EXERCISE REQUIREMENTS: Which lines in the material below contain the word "Send"? Copy each of them.

MATERIAL FOR THE TASK:
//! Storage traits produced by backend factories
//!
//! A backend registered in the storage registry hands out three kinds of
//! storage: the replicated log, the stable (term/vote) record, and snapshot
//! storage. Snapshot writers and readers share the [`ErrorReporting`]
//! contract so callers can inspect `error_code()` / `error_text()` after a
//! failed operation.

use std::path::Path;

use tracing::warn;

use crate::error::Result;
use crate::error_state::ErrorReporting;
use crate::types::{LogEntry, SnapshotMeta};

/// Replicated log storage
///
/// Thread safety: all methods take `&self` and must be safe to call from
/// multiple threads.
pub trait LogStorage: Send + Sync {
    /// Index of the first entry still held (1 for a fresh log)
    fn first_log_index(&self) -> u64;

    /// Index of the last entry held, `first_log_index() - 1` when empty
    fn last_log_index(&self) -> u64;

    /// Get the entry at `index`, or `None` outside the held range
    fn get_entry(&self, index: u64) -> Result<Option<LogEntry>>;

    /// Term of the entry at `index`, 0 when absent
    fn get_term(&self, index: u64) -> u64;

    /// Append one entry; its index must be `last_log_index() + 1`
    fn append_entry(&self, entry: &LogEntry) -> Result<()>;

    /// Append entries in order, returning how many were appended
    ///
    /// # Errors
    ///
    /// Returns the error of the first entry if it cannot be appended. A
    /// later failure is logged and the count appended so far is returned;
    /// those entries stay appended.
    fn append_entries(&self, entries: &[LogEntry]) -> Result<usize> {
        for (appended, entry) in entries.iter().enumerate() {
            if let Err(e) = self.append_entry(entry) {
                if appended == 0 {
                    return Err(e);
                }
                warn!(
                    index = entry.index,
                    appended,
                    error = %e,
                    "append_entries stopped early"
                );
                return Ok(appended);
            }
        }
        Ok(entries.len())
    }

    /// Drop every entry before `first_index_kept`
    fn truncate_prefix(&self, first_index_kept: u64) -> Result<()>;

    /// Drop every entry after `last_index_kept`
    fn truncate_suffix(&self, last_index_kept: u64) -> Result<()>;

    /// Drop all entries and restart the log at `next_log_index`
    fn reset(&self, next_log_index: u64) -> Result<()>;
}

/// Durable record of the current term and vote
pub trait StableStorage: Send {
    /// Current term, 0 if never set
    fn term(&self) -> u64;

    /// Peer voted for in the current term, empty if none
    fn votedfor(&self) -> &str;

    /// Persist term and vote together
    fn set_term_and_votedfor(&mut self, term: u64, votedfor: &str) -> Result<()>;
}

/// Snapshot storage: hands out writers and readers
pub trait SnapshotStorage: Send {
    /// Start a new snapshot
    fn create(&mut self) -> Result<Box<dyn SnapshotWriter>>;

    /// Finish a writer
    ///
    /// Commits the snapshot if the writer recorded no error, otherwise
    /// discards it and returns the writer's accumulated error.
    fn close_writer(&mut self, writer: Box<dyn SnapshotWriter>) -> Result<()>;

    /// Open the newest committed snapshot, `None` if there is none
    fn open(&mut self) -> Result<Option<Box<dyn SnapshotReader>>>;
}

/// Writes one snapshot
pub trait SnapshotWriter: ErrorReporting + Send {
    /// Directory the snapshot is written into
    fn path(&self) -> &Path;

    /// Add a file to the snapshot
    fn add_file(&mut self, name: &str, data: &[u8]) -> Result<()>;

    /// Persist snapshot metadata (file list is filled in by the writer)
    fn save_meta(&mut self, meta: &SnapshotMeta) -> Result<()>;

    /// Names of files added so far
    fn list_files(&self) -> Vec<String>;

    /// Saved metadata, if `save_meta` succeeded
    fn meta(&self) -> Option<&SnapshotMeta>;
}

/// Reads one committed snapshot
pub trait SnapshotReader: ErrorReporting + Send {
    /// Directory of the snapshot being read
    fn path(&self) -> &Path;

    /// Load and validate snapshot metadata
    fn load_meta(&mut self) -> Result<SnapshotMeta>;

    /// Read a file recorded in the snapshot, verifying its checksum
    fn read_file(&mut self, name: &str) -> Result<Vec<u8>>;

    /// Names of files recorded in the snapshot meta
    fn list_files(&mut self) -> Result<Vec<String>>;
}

OUTPUT FOR THIS TASK:
pub trait LogStorage: Send + Sync {
pub trait StableStorage: Send {
pub trait SnapshotStorage: Send {
pub trait SnapshotWriter: ErrorReporting + Send {
pub trait SnapshotReader: ErrorReporting + Send {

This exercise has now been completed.